Each line with the word "Option" must appear in the answer, copied from the records.

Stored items
* * * * * * *

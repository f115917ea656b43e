//! Recording-to-submission handoff.
//!
//! A [`RenderScheduler`] collects steps and deferred deletions on the
//! recording thread. `flush` hands the finished frame off as a [`FrameWork`]
//! value: in direct mode it is replayed and submitted inline, in threaded
//! mode it moves over a bounded channel to the "gpu-submit" thread. Nothing
//! is shared between the two sides while a frame is in transit.

use std::sync::Arc;
use std::thread::{self, JoinHandle};
use std::time::Duration;

use ash::vk;
use crossbeam::channel::{self, Receiver, Sender, TrySendError};
use tracing::{debug, error, trace};

use crate::deferred::DeleteList;
use crate::device::DeviceOps;
use crate::error::{GpuError, Result};
use crate::frame::{FramePipeline, PipelineConfig, MAX_INFLIGHT_FRAMES};
use crate::runner::{run_steps, RunStats};
use crate::stream::{
    BlitStep, ClearValues, CopyStep, DrawCall, IndexedDrawCall, ReadbackStep, RenderCommand,
    RenderPassDesc, Step, StepQueue,
};

/// One flushed frame's worth of work, moved to the submission side whole.
pub struct FrameWork {
    /// Steps to replay, in recording order.
    pub steps: Vec<Step>,
    /// Deletions recorded alongside the steps; they ride the same frame.
    pub deletes: DeleteList,
}

impl std::fmt::Debug for FrameWork {
    fn fmt(&self, f: &mut std::fmt::Formatter<'_>) -> std::fmt::Result {
        f.debug_struct("FrameWork")
            .field("steps", &self.steps.len())
            .field("deletes", &self.deletes.pending_count())
            .finish()
    }
}

/// Request sent to the submission worker thread.
#[derive(Debug)]
enum SubmitRequest {
    /// Replay and submit one frame.
    Submit(FrameWork),
    /// Signal the worker thread to shut down.
    Shutdown,
}

/// Replays and submits flushed frames. Owns the frame ring.
struct SubmitWorker {
    device: Arc<dyn DeviceOps>,
    pipeline: FramePipeline,
}

impl SubmitWorker {
    /// Run one frame through the ring: reclaim, record, submit.
    ///
    /// Leading copy steps are recorded into the frame's init buffer so they
    /// are submitted ahead of everything else; the remaining steps go into
    /// the main buffer. The main buffer is always submitted, even empty,
    /// because the slot fence must signal for the ring to advance.
    fn submit_frame(&mut self, work: FrameWork) -> Result<()> {
        let ctx = self.pipeline.begin_frame()?;
        self.pipeline.pending_deletes().absorb(work.deletes);

        let mut steps = work.steps;
        let leading = steps
            .iter()
            .take_while(|step| matches!(step, Step::Copy(_)))
            .count();
        let main_steps = steps.split_off(leading);
        let init_steps = steps;

        let mut stats = RunStats::default();
        let mut submitted = Vec::with_capacity(2);

        if !init_steps.is_empty() {
            self.device.begin_commands(ctx.init_cmd)?;
            {
                let mut sink = self.device.make_sink(ctx.init_cmd);
                stats.merge(run_steps(sink.as_mut(), init_steps));
            }
            self.device.end_commands(ctx.init_cmd)?;
            submitted.push(ctx.init_cmd);
        }

        self.device.begin_commands(ctx.main_cmd)?;
        {
            let mut sink = self.device.make_sink(ctx.main_cmd);
            stats.merge(run_steps(sink.as_mut(), main_steps));
        }
        self.device.end_commands(ctx.main_cmd)?;
        submitted.push(ctx.main_cmd);

        self.device.submit(&submitted, ctx.fence)?;
        self.pipeline.end_frame();

        debug!(
            frame = ctx.frame_index,
            steps = stats.steps,
            draws = stats.draws,
            "frame submitted"
        );
        Ok(())
    }

    /// Log a submission failure and put the ring back into a usable state.
    fn handle_failure(&mut self, err: &GpuError) {
        error!("Frame submission failed: {err}");
        if let Err(recover_err) = self.pipeline.recover_after_loss() {
            error!("Recovery after submission failure failed: {recover_err}");
        }
    }
}

/// Handle to the background submission thread.
struct WorkerHandle {
    work_tx: Sender<SubmitRequest>,
    error_rx: Receiver<GpuError>,
    thread: Option<JoinHandle<()>>,
}

impl WorkerHandle {
    /// Spawn the submission thread, moving the worker onto it.
    fn spawn(worker: SubmitWorker) -> Self {
        let (work_tx, work_rx) = channel::bounded::<SubmitRequest>(MAX_INFLIGHT_FRAMES);
        let (error_tx, error_rx) = channel::bounded::<GpuError>(MAX_INFLIGHT_FRAMES);

        let thread = thread::Builder::new()
            .name("gpu-submit".to_string())
            .spawn(move || {
                Self::worker_loop(worker, work_rx, error_tx);
            })
            .expect("Failed to spawn gpu submit thread");

        Self {
            work_tx,
            error_rx,
            thread: Some(thread),
        }
    }

    /// Main worker loop - blocks waiting for frames and submits them.
    fn worker_loop(
        mut worker: SubmitWorker,
        work_rx: Receiver<SubmitRequest>,
        error_tx: Sender<GpuError>,
    ) {
        loop {
            match work_rx.recv() {
                Ok(SubmitRequest::Submit(work)) => {
                    if let Err(err) = worker.submit_frame(work) {
                        worker.handle_failure(&err);
                        // Blocking send - reports are drained by flush and
                        // by shutdown, so this backpressures instead of
                        // dropping failures.
                        if error_tx.send(err).is_err() {
                            // Receiver dropped, exit loop
                            break;
                        }
                    }
                }
                Ok(SubmitRequest::Shutdown) | Err(_) => {
                    break;
                }
            }
        }

        if let Err(err) = worker.pipeline.shutdown() {
            error!("Frame pipeline shutdown failed: {err}");
        }
    }

    /// Shutdown the worker thread and wait for it to finish.
    ///
    /// Returns the last failure report still queued, if any.
    fn shutdown(&mut self) -> Option<GpuError> {
        let mut last_error = None;

        // The worker parks in its report send once that channel fills;
        // drain reports while delivering the request and until the thread
        // exits, or join would wait on a send that cannot complete.
        let mut request = SubmitRequest::Shutdown;
        loop {
            match self.work_tx.try_send(request) {
                Ok(()) | Err(TrySendError::Disconnected(_)) => break,
                Err(TrySendError::Full(returned)) => {
                    request = returned;
                    if let Ok(err) = self.error_rx.recv_timeout(Duration::from_millis(10)) {
                        last_error = Some(err);
                    }
                }
            }
        }
        while let Ok(err) = self.error_rx.recv() {
            last_error = Some(err);
        }

        if let Some(thread) = self.thread.take() {
            let _ = thread.join();
        }
        last_error
    }
}

impl Drop for WorkerHandle {
    fn drop(&mut self) {
        let _ = self.shutdown();
    }
}

enum Backend {
    /// Frames are replayed and submitted inside `flush`.
    Direct(Box<SubmitWorker>),
    /// Frames move to the "gpu-submit" thread.
    Threaded(WorkerHandle),
}

/// Recording front end plus its submission backend.
///
/// Exactly one thread records; `flush` is the only point where work changes
/// hands. Recording never blocks on GPU completion.
pub struct RenderScheduler {
    queue: StepQueue,
    deletes: DeleteList,
    backend: Backend,
}

impl RenderScheduler {
    /// Create a scheduler that submits inline on the calling thread.
    pub fn new(device: Arc<dyn DeviceOps>, config: &PipelineConfig) -> Result<Self> {
        let pipeline = FramePipeline::new(device.clone(), config)?;
        Ok(Self {
            queue: StepQueue::new(),
            deletes: DeleteList::new(),
            backend: Backend::Direct(Box::new(SubmitWorker { device, pipeline })),
        })
    }

    /// Create a scheduler whose frames are submitted on a background thread.
    ///
    /// `flush` then only moves the frame onto the channel; fence waits and
    /// replay happen off the recording thread.
    pub fn new_threaded(device: Arc<dyn DeviceOps>, config: &PipelineConfig) -> Result<Self> {
        let pipeline = FramePipeline::new(device.clone(), config)?;
        let handle = WorkerHandle::spawn(SubmitWorker { device, pipeline });
        Ok(Self {
            queue: StepQueue::new(),
            deletes: DeleteList::new(),
            backend: Backend::Threaded(handle),
        })
    }

    /// Check if this scheduler submits on a background thread.
    pub fn is_threaded(&self) -> bool {
        matches!(self.backend, Backend::Threaded(_))
    }

    /// Open a render step; commands recorded next belong to it.
    pub fn open_render(&mut self, desc: RenderPassDesc) {
        self.queue.open_render(desc);
    }

    pub fn set_viewport(&mut self, viewport: vk::Viewport) {
        self.queue.append(RenderCommand::SetViewport { viewport });
    }

    pub fn set_scissor(&mut self, rect: vk::Rect2D) {
        self.queue.append(RenderCommand::SetScissor { rect });
    }

    pub fn set_stencil(&mut self, write_mask: u32, compare_mask: u32, reference: u32) {
        self.queue.append(RenderCommand::SetStencil {
            write_mask,
            compare_mask,
            reference,
        });
    }

    pub fn set_blend_color(&mut self, color: [f32; 4]) {
        self.queue.append(RenderCommand::SetBlendColor { color });
    }

    /// Clear the given aspects of the open step's whole target.
    pub fn clear(&mut self, values: ClearValues, mask: vk::ImageAspectFlags) {
        self.queue.append(RenderCommand::Clear { values, mask });
    }

    pub fn draw(&mut self, call: DrawCall) {
        self.queue.append(RenderCommand::Draw(call));
    }

    pub fn draw_indexed(&mut self, call: IndexedDrawCall) {
        self.queue.append(RenderCommand::DrawIndexed(call));
    }

    /// Close the open render step.
    pub fn close_step(&mut self) {
        self.queue.close();
    }

    pub fn copy(&mut self, step: CopyStep) {
        self.queue.push_copy(step);
    }

    pub fn blit(&mut self, step: BlitStep) {
        self.queue.push_blit(step);
    }

    pub fn readback(&mut self, step: ReadbackStep) {
        self.queue.push_readback(step);
    }

    /// Deletions to defer until the frame being recorded is provably done.
    /// They ship with the next `flush`.
    pub fn delete_list(&mut self) -> &mut DeleteList {
        &mut self.deletes
    }

    /// Number of steps recorded and not yet flushed.
    pub fn queued_steps(&self) -> usize {
        self.queue.len()
    }

    /// Hand the recorded frame to the submission side.
    ///
    /// Returns the scheduler to an empty recording state. In threaded mode a
    /// returned error belongs to an earlier frame; the current frame is
    /// already queued.
    #[cfg_attr(feature = "profiling-tracy", tracing::instrument(level = "trace", skip_all))]
    pub fn flush(&mut self) -> Result<()> {
        let work = FrameWork {
            steps: self.queue.take_steps(),
            deletes: std::mem::take(&mut self.deletes),
        };
        trace!(steps = work.steps.len(), "flushing recorded frame");

        match &mut self.backend {
            Backend::Direct(worker) => {
                if let Err(err) = worker.submit_frame(work) {
                    worker.handle_failure(&err);
                    return Err(err);
                }
                Ok(())
            }
            Backend::Threaded(handle) => {
                handle
                    .work_tx
                    .send(SubmitRequest::Submit(work))
                    .map_err(|_| {
                        GpuError::InvalidState("submission worker is gone".to_string())
                    })?;
                // Surface failures from frames submitted earlier.
                if let Ok(err) = handle.error_rx.try_recv() {
                    return Err(err);
                }
                Ok(())
            }
        }
    }

    /// Stop submitting and tear down the frame ring.
    ///
    /// In threaded mode this joins the worker; the last unprocessed failure
    /// report is returned. Safe to call more than once.
    pub fn shutdown(&mut self) -> Result<()> {
        match &mut self.backend {
            Backend::Direct(worker) => worker.pipeline.shutdown(),
            Backend::Threaded(handle) => match handle.shutdown() {
                Some(err) => Err(err),
                None => Ok(()),
            },
        }
    }
}

impl Drop for RenderScheduler {
    fn drop(&mut self) {
        if let Err(err) = self.shutdown() {
            error!("Render scheduler shutdown failed: {err}");
        }
    }
}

* * * * * * *

* [WRITTEN RESPONSE]:
    thread: Option<JoinHandle<()>>,
    fn shutdown(&mut self) -> Option<GpuError> {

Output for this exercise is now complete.